Desidero ringraziare moltissimo Cordelli per la sua attenzione e per questa sconcertante profondità di sguardo che mi ha regalato, e voglio anche ringraziare la redazione culturale del
Corriere, che ha permesso che il romanzo Hitler venisse discusso sulle pagine del quotidiano di via Solferino ben due volte e da due prospettive diverse. Davvero: grazie.
Riproduco in due modalità l’intervento di Cordelli: può essere letto in pdf cliccando qui sotto o letto direttamente in html di seguito.
L’elzeviro di Franco Cordelli su Hitler (pdf)
franco_cordelli.jpgElzeviro – Il romanzo biografico di Genna

Adolf da vicino
un tipo allucinato

di FRANCO CORDELLI
Se fosse un film, Hitler di Giuseppe Genna (Mondadori) sarebbe rubricato come biopic. Ma è un romanzo, più difficile stringerlo nel genere biografia. Ciò che in esso colpisce è la spasmodica lotta per sfondare i limiti del genere. Si tratta, insomma, di una lotta per lo stile. In senso strutturale il testo si presenta come somma di momenti culminanti, ben centoundici, più uno denominato «Postmortem». Ma questi culmini, tutti insieme, o uno dietro l’altro, formano una storia, più precisamente una biografia, dal principio alla fine, senza clamorose varianti rispetto all’abbondanza di cognizioni in nostro possesso. A proposito di Hitler, è notevole che l’interesse per questo personaggio, benché continuo, vada a ondate. C’è l’onda alta degli anni Cinquanta, da Trevor-Roper a lord Russell a William Shirer, da Grass a Weiss; c’è l’onda degli anni Settanta, con quella fremente speculazione filosofica che è Il processo di San Cristobal di George Steiner, con Canetti geniale lettore di Speer memorialista del suo Führer, e con l’insuperabile summa che è Hitler, un film dalla Germania di Hans Jürgen Syberberg; c’è infine un altro ritorno nei nostri anni: penso al lavoro di Joachim Fest, a Moloch di Sokurov, a Him di Maurizio Cattelan, l’umile-umiliato pupazzo che ora il regista di Fanny e Alexander, Luigi De Angelis, ha messo in scena in rapporto a Il mago di Oz di Fleming; e c’è, infine, The Castle in the Forest di Norman Mailer, che i lettori italiani ancora non conoscono.
Forse è a quest’ultimo (lo dico intuitivamente) che si può agganciare il testo di Genna.
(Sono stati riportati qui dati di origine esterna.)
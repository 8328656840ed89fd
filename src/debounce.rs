//! Debounce and hold classification for the eight channels of one input line.
//!
//! The tracker is fed one sample per scan tick, for whichever channel the
//! selector is currently addressing, and reports at most one event per
//! sample:
//!
//! - `Held` while a channel has stayed active for `min_hold_duration`.
//! - `Pressed` when an active channel is released after at least
//!   `min_trigger_duration`. After a `Held`, the duration counts from the
//!   moment the hold was reported.
//!
//! Channels are sampled round-robin, so a channel's quiet time would keep
//! growing while the other seven are visited. Every sample therefore also
//! restarts the timer of each other channel that is currently released.

use std::time::{Duration, Instant};

use crate::index::{CHANNEL_COUNT, SelectorIndex};

/// Shortest activity that counts as a press.
pub const DEFAULT_MIN_TRIGGER_DURATION: Duration = Duration::from_millis(2);

/// Activity after which a channel is reported as held.
pub const DEFAULT_MIN_HOLD_DURATION: Duration = Duration::from_millis(750);

/// Input level that means "pressed".
#[derive(Debug, Clone, Copy, PartialEq, Eq, Default)]
pub enum ActiveLevel {
    /// Pull-up wiring: a pressed button pulls the line low.
    #[default]
    Low,
    High,
}

impl ActiveLevel {
    pub const fn is_active(self, line_high: bool) -> bool {
        match self {
            ActiveLevel::Low => !line_high,
            ActiveLevel::High => line_high,
        }
    }
}

#[derive(Debug, Clone, Copy, PartialEq, Eq)]
pub struct ButtonConfig {
    pub min_trigger_duration: Duration,
    pub min_hold_duration: Duration,
    pub active_level: ActiveLevel,
}

impl ButtonConfig {
    pub const fn new() -> Self {
        Self {
            min_trigger_duration: DEFAULT_MIN_TRIGGER_DURATION,
            min_hold_duration: DEFAULT_MIN_HOLD_DURATION,
            active_level: ActiveLevel::Low,
        }
    }

    pub const fn with_min_trigger_duration(mut self, duration: Duration) -> Self {
        self.min_trigger_duration = duration;
        self
    }

    pub const fn with_min_hold_duration(mut self, duration: Duration) -> Self {
        self.min_hold_duration = duration;
        self
    }

    pub const fn with_active_level(mut self, level: ActiveLevel) -> Self {
        self.active_level = level;
        self
    }
}

impl Default for ButtonConfig {
    fn default() -> Self {
        Self::new()
    }
}

#[derive(Debug, Clone, Copy, PartialEq, Eq)]
pub enum ButtonEvent {
    /// Released after being active for at least the trigger duration.
    Pressed { index: u8, duration: Duration },
    /// Still active after the hold duration.
    Held { index: u8, duration: Duration },
}

impl ButtonEvent {
    pub fn index(&self) -> u8 {
        match *self {
            ButtonEvent::Pressed { index, .. } | ButtonEvent::Held { index, .. } => index,
        }
    }

    pub fn duration(&self) -> Duration {
        match *self {
            ButtonEvent::Pressed { duration, .. } | ButtonEvent::Held { duration, .. } => duration,
        }
    }
}

/// Bookkeeping for one channel.
#[derive(Debug, Clone, Copy, PartialEq, Eq)]
pub struct ChannelState {
    /// Start of the interval the next event's duration is measured from.
    pub last_transition: Instant,
    /// Active level seen at the previous visit.
    pub last_level: bool,
    /// Active and not yet reported as held.
    pub held_candidate: bool,
}

impl ChannelState {
    fn idle(now: Instant) -> Self {
        Self {
            last_transition: now,
            last_level: false,
            held_candidate: false,
        }
    }
}

pub struct ButtonTracker {
    config: ButtonConfig,
    channels: [ChannelState; CHANNEL_COUNT],
}

impl ButtonTracker {
    pub fn new(config: ButtonConfig, now: Instant) -> Self {
        Self {
            config,
            channels: [ChannelState::idle(now); CHANNEL_COUNT],
        }
    }

    pub fn config(&self) -> &ButtonConfig {
        &self.config
    }

    pub fn channel(&self, index: SelectorIndex) -> &ChannelState {
        &self.channels[index.as_usize()]
    }

    /// Forget all channel history, as if every channel had been released at `now`.
    pub fn reset(&mut self, now: Instant) {
        self.channels = [ChannelState::idle(now); CHANNEL_COUNT];
    }

    /// Feed the sample taken while `index` was selected.
    ///
    /// `active` must already be resolved against the configured
    /// [`ActiveLevel`].
    pub fn update(
        &mut self,
        index: SelectorIndex,
        active: bool,
        now: Instant,
    ) -> Option<ButtonEvent> {
        let current = index.as_usize();

        for (other, state) in self.channels.iter_mut().enumerate() {
            if other != current && !state.last_level {
                state.last_transition = now;
            }
        }

        let min_trigger = self.config.min_trigger_duration;
        let min_hold = self.config.min_hold_duration;
        let state = &mut self.channels[current];
        let mut event = None;

        if !active && state.last_level {
            let elapsed = now.saturating_duration_since(state.last_transition);
            if elapsed >= min_trigger {
                state.last_transition = now;
                event = Some(ButtonEvent::Pressed {
                    index: index.value(),
                    duration: elapsed,
                });
            }
        }

        if state.last_level != active {
            state.last_transition = now;
            state.last_level = active;
            state.held_candidate = active;
        }

        if state.held_candidate {
            let elapsed = now.saturating_duration_since(state.last_transition);
            if elapsed >= min_hold {
                state.held_candidate = false;
                state.last_transition = now;
                event = Some(ButtonEvent::Held {
                    index: index.value(),
                    duration: elapsed,
                });
            }
        }

        event
    }
}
Con il grande scrittore americano Genna ha in comune il vitalismo, se non lo sfrenato bisogno di letteratura, o addirittura di scrittura. Al di là di questi dati, di tipo storico, o sociologico, resta l’abnormità dell’impresa e che essa segua a distanza di poco più di un anno Dies irae, un romanzo- romanzo, di ancor più impegnativa mole. D’altra parte, poiché tra le persone ringraziate alla fine del libro figura Antonio Scurati, come non pensare al suo Una storia romantica? Come non pensare che era un libro di mole considerevole e che sia l’epopea di Scurati sia Hitler di Genna sono romanzi storici, di autori nati nello stesso anno, il 1969? Insomma, ciò che a noi appare sovradimensionato, rispetto alle abitudini recenti, per l’ultima generazione è normale, normale che un romanzo debba avere una certa consistenza e che, evadendo dal genere (nella fattispecie la biografia), di nuovo approdi in antico, al romanzo storico.
Sfogliando una qualunque, buona biografia, per esempio La regina Vittoria di Edith Sitwell, si riscontrano stilemi in Genna assai frequenti. «Guardate — dice la scrittrice inglese — guardate Gladstone che, nel Colosseo, al lume di luna, fa la sua proposta di matrimonio a colei che diverrà sua moglie »; e poco dopo: «Guardate Disraeli, lucciola attempata ma sempre luminosa, che altri biografi definiscono una specie di Byron mediterraneo». Questo invito all’attenzione in Genna è costante. I suoi «guardate », «osservate», «preparatevi » sono così incalzanti da conferire al testo tutt’altra dimensione rispetto alla Sitwell. La Sitwell è discorsiva, ci richiama all’ordine in modo incidentale. Avvertendo l’attuale mancanza di fiducia nel romanzo come opera d’arte, Genna è imperativo. Anzi, percussivo, martellante. Per usare l’aggettivo che più spesso ricorre nel testo, è esorbitante. Per Genna, non c’è ritratto che non sia survoltato: «Il volto largo e unticcio di Bormann si sporge verso il Führer, la bocca dalle labbra a ciliegia». Ma Hitler (cioè l’oggetto della sua narrazione) è una non-persona, un punto di vuoto, ovvero il male, anzi il Male: per Genna la Storia è un’entità allegorico- metafisica. Antagonista, rispetto a questo inestimabile deserto (il deserto è dove appare il diavolo), è, nell’inerzia della struttura biografica, lo stile, anzi l’eccesso stilistico: in Hitler di Genna tutto è euforico, esclamativo, lapidario. A soggetto posticipato, o ripetuto e posticipato, ogni frase è breve, fino a configurare una specie di monstrum paratattico.
Ogni frase, come nella psiche di Hitler quale descritta da Genna, è un inizio e una fine, una fine e un inizio. Rapidamente, si passa dagli espressionisti tedeschi ai romanzieri storici di oggi, tutti soggetto e verbo. Hitler davvero non è più una biografia, bensì un libro forsennato e, più precisamente, un allucinato libro di storia allucinatoria.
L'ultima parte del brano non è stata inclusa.